Rooted + Rysing Content — RYSE Center

Choose Your Frequency: RYSE’s Be a Kid Fundraiser returns on Friday, April 25, 2025!

William Ramirez

RYSE LOVE & RAGE MURAL

“We love deeply and demand healthy, thriving lives for ourselves and our communities. Our Rage is rooted in Love.”

Love & Rage was inspired and envisioned by RYSE members, honoring queer Black, Indigenous, People of Color (BIPOC) young people in Richmond, CA.
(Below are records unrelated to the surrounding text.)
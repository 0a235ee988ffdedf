//! SHA-256 digests as a validated newtype.

use anyhow::Result;
use serde::{Deserialize, Deserializer, Serialize};
use sha2::{Digest, Sha256};

/// A validated SHA256 digest (64 hex characters)
///
/// This newtype ensures that all digests in a formula are validated at
/// deserialization time, so an entry with a malformed checksum can never
/// reach the download step.
#[derive(Debug, Clone, PartialEq, Eq, Hash, Serialize)]
#[serde(transparent)]
pub struct Sha256Digest(String);

impl Sha256Digest {
    /// Create a new `Sha256Digest`, validating the input.
    ///
    /// Accepts strings with or without a `sha256:` prefix.
    ///
    /// # Errors
    ///
    /// Returns an error if the hex portion is not exactly 64 ASCII hex characters.
    pub fn new(s: impl Into<String>) -> Result<Self> {
        let s = s.into();
        let hex = s.strip_prefix("sha256:").unwrap_or(&s);

        // Validate: exactly 64 hex chars
        if hex.len() != 64 {
            anyhow::bail!(
                "Invalid SHA256 digest: expected 64 hex characters, got {} in '{s}'",
                hex.len(),
            );
        }

        if !hex.chars().all(|c| c.is_ascii_hexdigit()) {
            anyhow::bail!("Invalid SHA256 digest: contains non-hex characters in '{s}'");
        }

        Ok(Self(hex.to_lowercase()))
    }

    /// Digest of an in-memory buffer.
    pub fn compute(data: &[u8]) -> Self {
        Self::from_hasher(Sha256::new_with_prefix(data))
    }

    /// Finish a streaming hasher.
    pub fn from_hasher(hasher: Sha256) -> Self {
        Self(hex::encode(hasher.finalize()))
    }

    /// Digest of a file, read in 64KB blocks.
    ///
    /// # Errors
    ///
    /// Returns an I/O error if the file cannot be opened or read.
    pub fn compute_file(path: &std::path::Path) -> std::io::Result<Self> {
        use std::io::Read;

        let mut file = std::fs::File::open(path)?;
        let mut hasher = Sha256::new();
        let mut buffer = [0u8; 65536];

        loop {
            let bytes_read = file.read(&mut buffer)?;
            if bytes_read == 0 {
                break;
            }
            hasher.update(&buffer[..bytes_read]);
        }

        Ok(Self::from_hasher(hasher))
    }

    /// Get the digest as a string slice
    pub fn as_str(&self) -> &str {
        &self.0
    }

    /// First and last few characters, for log lines and terminal output.
    pub fn short(&self) -> String {
        format!("{}...{}", &self.0[..8], &self.0[self.0.len() - 6..])
    }
}

impl<'de> Deserialize<'de> for Sha256Digest {
    fn deserialize<D>(deserializer: D) -> Result<Self, D::Error>
    where
        D: Deserializer<'de>,
    {
        let s = String::deserialize(deserializer)?;
        Self::new(s).map_err(serde::de::Error::custom)
    }
}

impl std::str::FromStr for Sha256Digest {
    type Err = anyhow::Error;

    fn from_str(s: &str) -> Result<Self> {
        Self::new(s)
    }
}

impl std::fmt::Display for Sha256Digest {
    fn fmt(&self, f: &mut std::fmt::Formatter<'_>) -> std::fmt::Result {
        write!(f, "{}", self.0)
    }
}

impl AsRef<str> for Sha256Digest {
    fn as_ref(&self) -> &str {
        &self.0
    }
}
The initial idea for the mural within RYSE Commons was born through RYSE’s Designing Belonging program, in partnership with California College of the Arts (CCA), CCA professor and architect Shalini Agrawal, and artist and activist Jason Wyman in 2020. RYSE members Emani Mason, Nyree McDaniels, Daylen Foster, Darius McCain, and Marlen Gonzalez partnered with CCA students to envision a mural that embodied the RYSE value of Love & Rage.

Young people articulated a portal that connected their love and rage; they envisioned scenes that demonstrated the injustices that exist in Richmond and are mirrored throughout the world. They also hoped to highlight the intersectionality, power, struggle, and joy of the Richmond community. They defined scenes of celebration and peace, as well as protest, and wanted the mural to create a sense of belonging for each viewer to see themselves represented in the art.

Ideation sessions continued into 2021 in partnership with East Bay Getting to Zero, Nahid Ebrahimi, RYSE’s Alphabet group members, Lulu Fierro and Jason Madison, and local muralist and former RYSE staff, Agana Espinoza (DJ Agana). Over Zoom meetings and jamboards, RYSE members reflected on the original mural ideas and the need to highlight the LGBTQ+ youth culture of Richmond & Contra Costa County, as well as the style, power, and creativity of Black, Indigenous, Youth of Color.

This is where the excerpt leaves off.